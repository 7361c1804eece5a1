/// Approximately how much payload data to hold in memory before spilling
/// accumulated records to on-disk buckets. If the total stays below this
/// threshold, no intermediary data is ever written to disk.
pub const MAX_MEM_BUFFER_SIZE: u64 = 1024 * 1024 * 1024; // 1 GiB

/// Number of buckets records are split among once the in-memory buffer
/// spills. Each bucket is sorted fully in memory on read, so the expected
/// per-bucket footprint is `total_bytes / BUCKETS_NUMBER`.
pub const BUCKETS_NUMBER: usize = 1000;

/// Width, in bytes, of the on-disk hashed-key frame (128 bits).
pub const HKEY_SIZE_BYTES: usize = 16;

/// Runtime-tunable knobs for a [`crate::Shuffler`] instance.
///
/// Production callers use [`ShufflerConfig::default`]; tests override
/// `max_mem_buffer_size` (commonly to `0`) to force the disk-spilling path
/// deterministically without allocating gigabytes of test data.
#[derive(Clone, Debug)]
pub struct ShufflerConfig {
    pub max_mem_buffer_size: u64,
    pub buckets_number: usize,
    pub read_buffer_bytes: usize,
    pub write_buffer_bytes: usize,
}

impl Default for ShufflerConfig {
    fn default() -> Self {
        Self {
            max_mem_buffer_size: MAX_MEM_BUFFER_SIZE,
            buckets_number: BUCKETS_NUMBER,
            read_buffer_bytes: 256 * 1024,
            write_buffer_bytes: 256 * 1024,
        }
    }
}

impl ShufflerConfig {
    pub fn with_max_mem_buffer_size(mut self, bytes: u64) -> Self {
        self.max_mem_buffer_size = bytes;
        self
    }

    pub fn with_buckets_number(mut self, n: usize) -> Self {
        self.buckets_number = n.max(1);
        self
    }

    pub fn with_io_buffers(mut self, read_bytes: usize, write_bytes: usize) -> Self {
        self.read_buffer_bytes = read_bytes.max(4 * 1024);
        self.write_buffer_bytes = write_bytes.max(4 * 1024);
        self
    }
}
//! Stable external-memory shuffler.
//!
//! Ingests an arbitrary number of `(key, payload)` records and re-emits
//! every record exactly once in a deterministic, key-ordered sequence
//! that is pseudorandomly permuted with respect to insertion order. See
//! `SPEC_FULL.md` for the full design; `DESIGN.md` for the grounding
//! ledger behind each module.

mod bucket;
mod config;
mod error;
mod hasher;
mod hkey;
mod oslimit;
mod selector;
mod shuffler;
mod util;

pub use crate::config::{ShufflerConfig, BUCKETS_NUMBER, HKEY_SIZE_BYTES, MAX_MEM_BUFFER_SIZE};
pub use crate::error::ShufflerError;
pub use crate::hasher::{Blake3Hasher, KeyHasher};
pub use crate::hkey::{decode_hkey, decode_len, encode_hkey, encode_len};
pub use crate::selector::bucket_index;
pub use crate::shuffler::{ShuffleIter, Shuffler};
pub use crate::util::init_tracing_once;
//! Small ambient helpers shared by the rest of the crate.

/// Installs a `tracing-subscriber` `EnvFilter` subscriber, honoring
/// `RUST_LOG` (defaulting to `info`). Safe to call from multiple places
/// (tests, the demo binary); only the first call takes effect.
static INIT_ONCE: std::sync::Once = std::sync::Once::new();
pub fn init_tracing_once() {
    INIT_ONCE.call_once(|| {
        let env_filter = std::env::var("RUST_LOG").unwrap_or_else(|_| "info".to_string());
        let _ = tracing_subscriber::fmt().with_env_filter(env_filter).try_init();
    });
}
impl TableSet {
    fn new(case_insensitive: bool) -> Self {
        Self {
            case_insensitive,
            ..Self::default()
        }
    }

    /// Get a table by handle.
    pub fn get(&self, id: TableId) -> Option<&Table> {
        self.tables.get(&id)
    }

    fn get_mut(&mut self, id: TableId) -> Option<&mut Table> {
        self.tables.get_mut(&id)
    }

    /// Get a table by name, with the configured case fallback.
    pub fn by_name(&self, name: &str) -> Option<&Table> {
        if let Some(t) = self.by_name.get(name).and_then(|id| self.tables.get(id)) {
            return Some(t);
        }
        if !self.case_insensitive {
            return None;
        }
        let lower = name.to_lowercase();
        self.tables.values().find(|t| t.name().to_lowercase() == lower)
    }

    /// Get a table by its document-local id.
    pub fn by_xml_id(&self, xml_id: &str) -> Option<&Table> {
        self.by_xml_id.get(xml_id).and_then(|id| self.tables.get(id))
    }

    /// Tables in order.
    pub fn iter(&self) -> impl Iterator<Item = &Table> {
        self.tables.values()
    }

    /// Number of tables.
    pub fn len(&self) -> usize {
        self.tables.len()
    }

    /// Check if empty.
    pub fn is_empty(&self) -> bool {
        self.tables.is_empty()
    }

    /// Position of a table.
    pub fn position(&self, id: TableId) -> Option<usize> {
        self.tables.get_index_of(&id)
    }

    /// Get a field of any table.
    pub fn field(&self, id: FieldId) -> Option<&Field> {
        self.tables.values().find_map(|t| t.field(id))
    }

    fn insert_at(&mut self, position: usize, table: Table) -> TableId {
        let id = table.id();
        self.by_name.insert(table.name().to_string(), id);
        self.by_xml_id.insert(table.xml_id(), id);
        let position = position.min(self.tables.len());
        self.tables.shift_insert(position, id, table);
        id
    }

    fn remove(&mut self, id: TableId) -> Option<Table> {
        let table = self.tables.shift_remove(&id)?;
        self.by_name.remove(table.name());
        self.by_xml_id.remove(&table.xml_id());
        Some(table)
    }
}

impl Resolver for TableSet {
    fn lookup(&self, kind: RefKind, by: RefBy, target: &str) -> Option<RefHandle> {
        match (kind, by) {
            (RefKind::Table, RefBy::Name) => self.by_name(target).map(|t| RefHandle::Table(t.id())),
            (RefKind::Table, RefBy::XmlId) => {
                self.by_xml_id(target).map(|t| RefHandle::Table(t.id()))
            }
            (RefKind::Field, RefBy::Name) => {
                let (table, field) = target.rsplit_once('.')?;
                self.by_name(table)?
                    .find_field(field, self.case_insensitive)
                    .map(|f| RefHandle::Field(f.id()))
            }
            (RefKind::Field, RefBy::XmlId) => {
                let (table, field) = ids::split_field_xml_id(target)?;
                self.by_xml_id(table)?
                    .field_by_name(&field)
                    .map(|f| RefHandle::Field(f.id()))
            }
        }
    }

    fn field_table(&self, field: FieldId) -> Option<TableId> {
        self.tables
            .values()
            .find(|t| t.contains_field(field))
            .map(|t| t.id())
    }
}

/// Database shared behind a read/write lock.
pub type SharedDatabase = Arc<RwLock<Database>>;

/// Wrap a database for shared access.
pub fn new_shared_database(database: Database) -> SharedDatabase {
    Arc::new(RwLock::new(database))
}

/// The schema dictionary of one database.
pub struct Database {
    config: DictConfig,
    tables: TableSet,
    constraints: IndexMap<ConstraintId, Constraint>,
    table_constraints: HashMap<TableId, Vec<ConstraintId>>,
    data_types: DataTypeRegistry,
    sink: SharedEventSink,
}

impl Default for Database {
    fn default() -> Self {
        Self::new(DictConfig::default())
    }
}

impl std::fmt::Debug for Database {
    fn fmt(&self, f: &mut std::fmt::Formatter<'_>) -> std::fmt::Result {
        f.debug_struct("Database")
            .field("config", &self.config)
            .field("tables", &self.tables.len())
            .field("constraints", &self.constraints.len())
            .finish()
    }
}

==*==

**Problem to work on:**
Reproduce the entries above in full, exactly as they read.

**Answer to this exercise:**
repository 7361c1804eece5a1
/// Approximately how much payload data to hold in memory before spilling
/// accumulated records to on-disk buckets. If the total stays below this
/// threshold, no intermediary data is ever written to disk.
pub const MAX_MEM_BUFFER_SIZE: u64 = 1024 * 1024 * 1024; // 1 GiB

/// Number of buckets records are split among once the in-memory buffer
/// spills. Each bucket is sorted fully in memory on read, so the expected
/// per-bucket footprint is `total_bytes / BUCKETS_NUMBER`.
pub const BUCKETS_NUMBER: usize = 1000;

/// Width, in bytes, of the on-disk hashed-key frame (128 bits).
pub const HKEY_SIZE_BYTES: usize = 16;

/// Runtime-tunable knobs for a [`crate::Shuffler`] instance.
///
/// Production callers use [`ShufflerConfig::default`]; tests override
/// `max_mem_buffer_size` (commonly to `0`) to force the disk-spilling path
/// deterministically without allocating gigabytes of test data.
#[derive(Clone, Debug)]
pub struct ShufflerConfig {
    pub max_mem_buffer_size: u64,
    pub buckets_number: usize,
    pub read_buffer_bytes: usize,
    pub write_buffer_bytes: usize,
}

impl Default for ShufflerConfig {
    fn default() -> Self {
        Self {
            max_mem_buffer_size: MAX_MEM_BUFFER_SIZE,
            buckets_number: BUCKETS_NUMBER,
            read_buffer_bytes: 256 * 1024,
            write_buffer_bytes: 256 * 1024,
        }
    }
}

impl ShufflerConfig {
    pub fn with_max_mem_buffer_size(mut self, bytes: u64) -> Self {
        self.max_mem_buffer_size = bytes;
        self
    }

    pub fn with_buckets_number(mut self, n: usize) -> Self {
        self.buckets_number = n.max(1);
        self
    }

    pub fn with_io_buffers(mut self, read_bytes: usize, write_bytes: usize) -> Self {
        self.read_buffer_bytes = read_bytes.max(4 * 1024);
        self.write_buffer_bytes = write_bytes.max(4 * 1024);
        self
    }
}
//! Stable external-memory shuffler.
//!
//! Ingests an arbitrary number of `(key, payload)` records and re-emits
//! every record exactly once in a deterministic, key-ordered sequence
//! that is pseudorandomly permuted with respect to insertion order. See
//! `SPEC_FULL.md` for the full design; `DESIGN.md` for the grounding
//! ledger behind each module.

mod bucket;
mod config;
mod error;
mod hasher;
mod hkey;
mod oslimit;
mod selector;
mod shuffler;
mod util;

pub use crate::config::{ShufflerConfig, BUCKETS_NUMBER, HKEY_SIZE_BYTES, MAX_MEM_BUFFER_SIZE};
pub use crate::error::ShufflerError;
pub use crate::hasher::{Blake3Hasher, KeyHasher};
pub use crate::hkey::{decode_hkey, decode_len, encode_hkey, encode_len};
pub use crate::selector::bucket_index;
pub use crate::shuffler::{ShuffleIter, Shuffler};
pub use crate::util::init_tracing_once;
//! Small ambient helpers shared by the rest of the crate.

/// Installs a `tracing-subscriber` `EnvFilter` subscriber, honoring
/// `RUST_LOG` (defaulting to `info`). Safe to call from multiple places
/// (tests, the demo binary); only the first call takes effect.
static INIT_ONCE: std::sync::Once = std::sync::Once::new();
pub fn init_tracing_once() {
    INIT_ONCE.call_once(|| {
        let env_filter = std::env::var("RUST_LOG").unwrap_or_else(|_| "info".to_string());
        let _ = tracing_subscriber::fmt().with_env_filter(env_filter).try_init();
    });
}
impl TableSet {
    fn new(case_insensitive: bool) -> Self {
        Self {
            case_insensitive,
            ..Self::default()
        }
    }

    /// Get a table by handle.
    pub fn get(&self, id: TableId) -> Option<&Table> {
        self.tables.get(&id)
    }

    fn get_mut(&mut self, id: TableId) -> Option<&mut Table> {
        self.tables.get_mut(&id)
    }

    /// Get a table by name, with the configured case fallback.
    pub fn by_name(&self, name: &str) -> Option<&Table> {
        if let Some(t) = self.by_name.get(name).and_then(|id| self.tables.get(id)) {
            return Some(t);
        }
        if !self.case_insensitive {
            return None;
        }
        let lower = name.to_lowercase();
        self.tables.values().find(|t| t.name().to_lowercase() == lower)
    }

    /// Get a table by its document-local id.
    pub fn by_xml_id(&self, xml_id: &str) -> Option<&Table> {
        self.by_xml_id.get(xml_id).and_then(|id| self.tables.get(id))
    }

    /// Tables in order.
    pub fn iter(&self) -> impl Iterator<Item = &Table> {
        self.tables.values()
    }

    /// Number of tables.
    pub fn len(&self) -> usize {
        self.tables.len()
    }

    /// Check if empty.
    pub fn is_empty(&self) -> bool {
        self.tables.is_empty()
    }

    /// Position of a table.
    pub fn position(&self, id: TableId) -> Option<usize> {
        self.tables.get_index_of(&id)
    }

    /// Get a field of any table.
    pub fn field(&self, id: FieldId) -> Option<&Field> {
        self.tables.values().find_map(|t| t.field(id))
    }

    fn insert_at(&mut self, position: usize, table: Table) -> TableId {
        let id = table.id();
        self.by_name.insert(table.name().to_string(), id);
        self.by_xml_id.insert(table.xml_id(), id);
        let position = position.min(self.tables.len());
        self.tables.shift_insert(position, id, table);
        id
    }

    fn remove(&mut self, id: TableId) -> Option<Table> {
        let table = self.tables.shift_remove(&id)?;
        self.by_name.remove(table.name());
        self.by_xml_id.remove(&table.xml_id());
        Some(table)
    }
}

impl Resolver for TableSet {
    fn lookup(&self, kind: RefKind, by: RefBy, target: &str) -> Option<RefHandle> {
        match (kind, by) {
            (RefKind::Table, RefBy::Name) => self.by_name(target).map(|t| RefHandle::Table(t.id())),
            (RefKind::Table, RefBy::XmlId) => {
                self.by_xml_id(target).map(|t| RefHandle::Table(t.id()))
            }
            (RefKind::Field, RefBy::Name) => {
                let (table, field) = target.rsplit_once('.')?;
                self.by_name(table)?
                    .find_field(field, self.case_insensitive)
                    .map(|f| RefHandle::Field(f.id()))
            }
            (RefKind::Field, RefBy::XmlId) => {
                let (table, field) = ids::split_field_xml_id(target)?;
                self.by_xml_id(table)?
                    .field_by_name(&field)
                    .map(|f| RefHandle::Field(f.id()))
            }
        }
    }

    fn field_table(&self, field: FieldId) -> Option<TableId> {
        self.tables
            .values()
            .find(|t| t.contains_field(field))
            .map(|t| t.id())
    }
}

/// Database shared behind a read/write lock.
pub type SharedDatabase = Arc<RwLock<Database>>;

/// Wrap a database for shared access.
pub fn new_shared_database(database: Database) -> SharedDatabase {
    Arc::new(RwLock::new(database))
}

/// The schema dictionary of one database.
pub struct Database {
    config: DictConfig,
    tables: TableSet,
    constraints: IndexMap<ConstraintId, Constraint>,
    table_constraints: HashMap<TableId, Vec<ConstraintId>>,
    data_types: DataTypeRegistry,
    sink: SharedEventSink,
}

impl Default for Database {
    fn default() -> Self {
        Self::new(DictConfig::default())
    }
}

impl std::fmt::Debug for Database {
    fn fmt(&self, f: &mut std::fmt::Formatter<'_>) -> std::fmt::Result {
        f.debug_struct("Database")
            .field("config", &self.config)
            .field("tables", &self.tables.len())
            .field("constraints", &self.constraints.len())
            .finish()
    }
}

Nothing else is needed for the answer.